We often hear experts telling us to find, and focus, on the why…or the reason for a behavior. But what exactly does that mean? It seems like there’s COUNTLESS reasons for why our child is behaving in certain ways… how on earth are we to know what they are? And how do we figure it out so quickly, so that we can still address it in the moment?
What if I were to tell you that all behavior falls into 4 categories of ‘why?’ Meaning, there are only 4 possible reasons for which someone is behaving a certain way. Sounds crazy, right? Let’s take a look:
The 4 functions of behavior are: Escape, Attention, Tangible, and Sensory. Some may also add in Medical. (Acronyms to remember these by include EATS, MEATS, TEAMS…etc.) **Please note that the following examples are simply that…examples…showing the different functions. Ways to address and handle certain behaviors will be discussed in other posts.**
Escape simply means that someone is engaging in a behavior to escape something. They could be trying to escape a certain situation, or even a task they were told to do. An example would be if a young child were to begin screaming, crying, thrashing when she sees the bathtub being filled. She doesn’t want to take a bath. If the parents remove her from the bathroom and take her somewhere else to calm down or talk with her (or even perhaps use a time-out or other punishment because of her behavior), then her screaming, crying, and thrashing has served its purpose: it has allowed her to escape from taking the bath. So, next time her parents try to get her in the bathroom, she is more likely to do the same thing (scream, cry, thrash), since it served its purpose before.
Another example might consist of a teacher telling students to take out their math books. One student begins to make disruptive noises, making the other students laugh. The teacher asks him to stop, he doesn’t, so she sends him out of the room. His behavior (making disruptive noises) has served as an escape function. He did not want to do math, and so he made disruptive noises, resulting in the delay of class and eventually being sent from the room. (As adults, we also may do things to escape a situation… like calling in sick to work, even though we may not be sick).

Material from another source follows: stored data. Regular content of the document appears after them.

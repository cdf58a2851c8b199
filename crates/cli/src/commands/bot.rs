// SPDX-License-Identifier: BUSL-1.1
// Copyright (c) 2026 Alfred Jean LLC

//! Bot management commands and quick actions

use super::settings::StatusView;
use super::Context;
use crate::output::{self, OutputFormat};
use crate::paths;
use anayat_adapters::NotifyAdapter;
use anayat_core::{KeyValueStore, QuickAction};
use anayat_engine::Dashboard;
use anyhow::Result;
use rand::rngs::StdRng;
use rand::SeedableRng;
use serde::Serialize;
use std::fmt;
use std::path::PathBuf;
use std::process::ExitCode;

#[derive(clap::Args)]
pub struct ActionArgs {
    /// restart, stop, update, backup, logs, or deploy
    name: String,

    /// Confirm destructive actions (stop)
    #[arg(long, short)]
    yes: bool,
}

pub async fn restart<S, N>(dashboard: &Dashboard<S, N>, ctx: &Context) -> Result<()>
where
    S: KeyValueStore,
    N: NotifyAdapter,
{
    dashboard.restart().await?;
    output::print(&StatusView::of(dashboard)?, ctx.format)?;
    Ok(())
}

pub async fn stop<S, N>(dashboard: &Dashboard<S, N>, confirmed: bool, ctx: &Context) -> Result<()>
where
    S: KeyValueStore,
    N: NotifyAdapter,
{
    if !dashboard.stop(confirmed).await? {
        eprintln!("Bot not stopped; pass --yes to confirm");
    }
    output::print(&StatusView::of(dashboard)?, ctx.format)?;
    Ok(())
}

pub async fn update<S, N>(dashboard: &Dashboard<S, N>, ctx: &Context) -> Result<()>
where
    S: KeyValueStore,
    N: NotifyAdapter,
{
    dashboard.update().await?;
    if ctx.format == OutputFormat::Json {
        output::print(&StatusView::of(dashboard)?, ctx.format)?;
    }
    Ok(())
}

#[derive(Serialize)]
struct BackupView {
    path: PathBuf,
}

impl fmt::Display for BackupView {
    fn fmt(&self, f: &mut fmt::Formatter<'_>) -> fmt::Result {
        write!(f, "Backup written to {}", self.path.display())
    }
}

pub async fn backup<S, N>(
    dashboard: &Dashboard<S, N>,
    out: Option<PathBuf>,
    ctx: &Context,
) -> Result<()>
where
    S: KeyValueStore,
    N: NotifyAdapter,
{
    let dir = out.unwrap_or_else(|| ctx.state_dir.join(paths::BACKUP_DIR));
    let path = dashboard
        .backup(&dir, &mut StdRng::from_entropy())
        .await?;
    output::print(&BackupView { path }, ctx.format)?;
    Ok(())
}

pub async fn logs<S, N>(dashboard: &Dashboard<S, N>, ctx: &Context) -> Result<()>
where
    S: KeyValueStore,
    N: NotifyAdapter,
{
    let lines = dashboard.view_logs().await?;
    output::print_list(&lines, ctx.format)?;
    Ok(())
}

pub async fn action<S, N>(
    dashboard: &Dashboard<S, N>,
    args: ActionArgs,
    ctx: &Context,
) -> Result<ExitCode>
where
    S: KeyValueStore,
    N: NotifyAdapter,
{
    let action: QuickAction = args.name.parse()?;
    tracing::info!(action = action.as_str(), "quick action");

    match action {
        QuickAction::Restart => restart(dashboard, ctx).await?,
        QuickAction::Stop => stop(dashboard, args.yes, ctx).await?,
        QuickAction::Update => update(dashboard, ctx).await?,
        QuickAction::Backup => backup(dashboard, None, ctx).await?,
        QuickAction::Logs => logs(dashboard, ctx).await?,
        QuickAction::Deploy => {
            return super::deploy::handle(dashboard, super::deploy::DeployArgs::default(), ctx)
                .await
        }
    }
    Ok(ExitCode::SUCCESS)
}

Attention means that someone is doing something to get the attention of someone else. Anything we do, from speaking to someone, to putting our hand on their arm, could function as trying to get someone’s attention, especially if we are rewarded with their attention after doing it! We all learn early on the best way to get our parents’ attention – by doing the thing they respond to the most. For example, if a child is asking a question, but not receiving an answer from his mom (she’s busy), he may start whining, and loudly. She responds immediately with, “What do you want? I’m on the phone!” Even though her tone is harsh, he’s still gained her attention. He has learned that whining will consistently get her to respond to him, when speaking in a normal tone may not. So, in the future, when he would like to get his mom’s attention, he’s more likely to whine.
Tangible means something you can touch, or hold, or even an activity they want to do (like listen to music). A person may behave a certain way because they want something. We engage in these kinds of behaviors ALL. THE. TIME. We open the fridge because we want a drink. We drive to the store because we want a new shirt. Another example is when a child starts to tantrum in the grocery store because she saw the fruit snacks and now wants one. Or when a child hits another child because he wants the toy that child is playing with. We learn what behavior to perform that’s going to get us the best results (the thing we want).
Sensory can be a tough one, since behaviors serving this function are automatically reinforced. This means that the person is gaining some kind of sensory input that is pleasing to them, and they don’t have to interact with their environment to get it. Whatever they’re doing is making them FEEL a certain way, they like that feeling, and so they continue to engage in that behavior. For many of us, this may be as simple as rocking slightly, side to side, when we are standing. We may not know exactly why we do this, but it’s a comforting habit (hint: it became a habit because it’s comforting…so we kept doing it). We may also bite our nails when we’re feeling a certain way. The nail biting may be giving us something to do with our hands and mouth when we’re feeling nervous or stressed and don’t know what else to do; we gain some relief from doing it. With individuals with developmental disabilities, such as ASD (Autism Spectrum Disorder), self-stimming (such as flicking fingers, or waving hands rapidly) is a sensory behavior.
When I say that sensory behaviors are tough, I mean that they can be tough to get rid of (or decrease), since there’s not much in the environment (or outside the person) that can replace the behavior they are doing that’s going to give them the same feeling.
And Medical, even though that’s not included all the time, should also be talked about, since some people will behave a certain way because they aren’t feeling well. (Think of how irritable you are when you’re sick, and how you may snap at others when you normally wouldn’t). Young babies and toddlers may act differently if they aren’t feeling well, such as hitting or rubbing their ear if it hurts, or crying uncontrollably and being restless when new teeth are coming in. Medical is added into the list of functions because it never hurts to consider a medical reason for why someone is behaving a certain way.
Once you know the function, or the why, of a behavior, it’s becomes a bit easier to understand the behavior. Specifically pertaining to young kids, by focusing on and addressing the why, and not the behavior itself, you can greatly reduce the unwanted behavior, or increase the behavior you want to see.